* [Your task]: In the data below, how many lines contain the string "values"? Give only the figure.

= = = = =

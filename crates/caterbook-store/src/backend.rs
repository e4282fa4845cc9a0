//! Key-value substrates the store persists into.
//!
//! The store serializes its entire contents to one string blob under one
//! key on every mutation, so a substrate only needs whole-value `get` and
//! `set`. Swapping the substrate (memory, files on disk) never touches
//! store logic.

use std::collections::HashMap;
use std::io::ErrorKind;
use std::path::{Path, PathBuf};
use std::sync::Mutex;

use crate::error::StoreError;

/// The trait all persistence substrates implement.
pub trait KeyValue: Send + Sync {
    /// Read the value under `key`, or `None` if it was never written.
    fn get(&self, key: &str) -> Result<Option<String>, StoreError>;

    /// Write `value` under `key`, replacing any previous value.
    fn set(&self, key: &str, value: &str) -> Result<(), StoreError>;
}

/// In-memory substrate. Nothing survives the process; used for tests and
/// ephemeral sessions.
#[derive(Debug, Default)]
pub struct MemoryBackend {
    values: Mutex<HashMap<String, String>>,
}

impl MemoryBackend {
    pub fn new() -> Self {
        Self::default()
    }
}

impl KeyValue for MemoryBackend {
    fn get(&self, key: &str) -> Result<Option<String>, StoreError> {
        let values = self
            .values
            .lock()
            .map_err(|_| StoreError::Storage("memory backend poisoned".into()))?;
        Ok(values.get(key).cloned())
    }

    fn set(&self, key: &str, value: &str) -> Result<(), StoreError> {
        let mut values = self
            .values
            .lock()
            .map_err(|_| StoreError::Storage("memory backend poisoned".into()))?;
        values.insert(key.to_owned(), value.to_owned());
        Ok(())
    }
}

/// File-per-key substrate rooted in a directory.
#[derive(Debug)]
pub struct FileBackend {
    root: PathBuf,
}

impl FileBackend {
    /// Open (or create) the backing directory.
    pub fn open(root: impl Into<PathBuf>) -> Result<Self, StoreError> {
        let root = root.into();
        std::fs::create_dir_all(&root)
            .map_err(|e| StoreError::Storage(format!("create {}: {}", root.display(), e)))?;
        Ok(Self { root })
    }

    fn path_for(&self, key: &str) -> PathBuf {
        self.root.join(format!("{key}.json"))
    }
}

impl KeyValue for FileBackend {
    fn get(&self, key: &str) -> Result<Option<String>, StoreError> {
        match std::fs::read_to_string(self.path_for(key)) {
            Ok(value) => Ok(Some(value)),
            Err(e) if e.kind() == ErrorKind::NotFound => Ok(None),
            Err(e) => Err(StoreError::Storage(format!("read {key}: {e}"))),
        }
    }

    fn set(&self, key: &str, value: &str) -> Result<(), StoreError> {
        std::fs::write(self.path_for(key), value)
            .map_err(|e| StoreError::Storage(format!("write {key}: {e}")))
    }
}

/// Default per-user data directory for file-backed stores.
pub fn default_data_dir() -> PathBuf {
    dirs::data_dir()
        .unwrap_or_else(|| Path::new(".").to_path_buf())
        .join("caterbook")
}

#[cfg(test)]
mod tests {
    use super::*;

    #[test]
    fn memory_backend_round_trip() {
        let backend = MemoryBackend::new();
        assert!(backend.get("k").unwrap().is_none());
        backend.set("k", "v1").unwrap();
        backend.set("k", "v2").unwrap();
        assert_eq!(backend.get("k").unwrap().as_deref(), Some("v2"));
    }

    #[test]
    fn file_backend_round_trip() {
        let dir = tempfile::tempdir().unwrap();
        let backend = FileBackend::open(dir.path()).unwrap();
        assert!(backend.get("data").unwrap().is_none());
        backend.set("data", "{}").unwrap();
        assert_eq!(backend.get("data").unwrap().as_deref(), Some("{}"));
        assert!(dir.path().join("data.json").exists());
    }
}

= = = = =

* [Answer section]: 7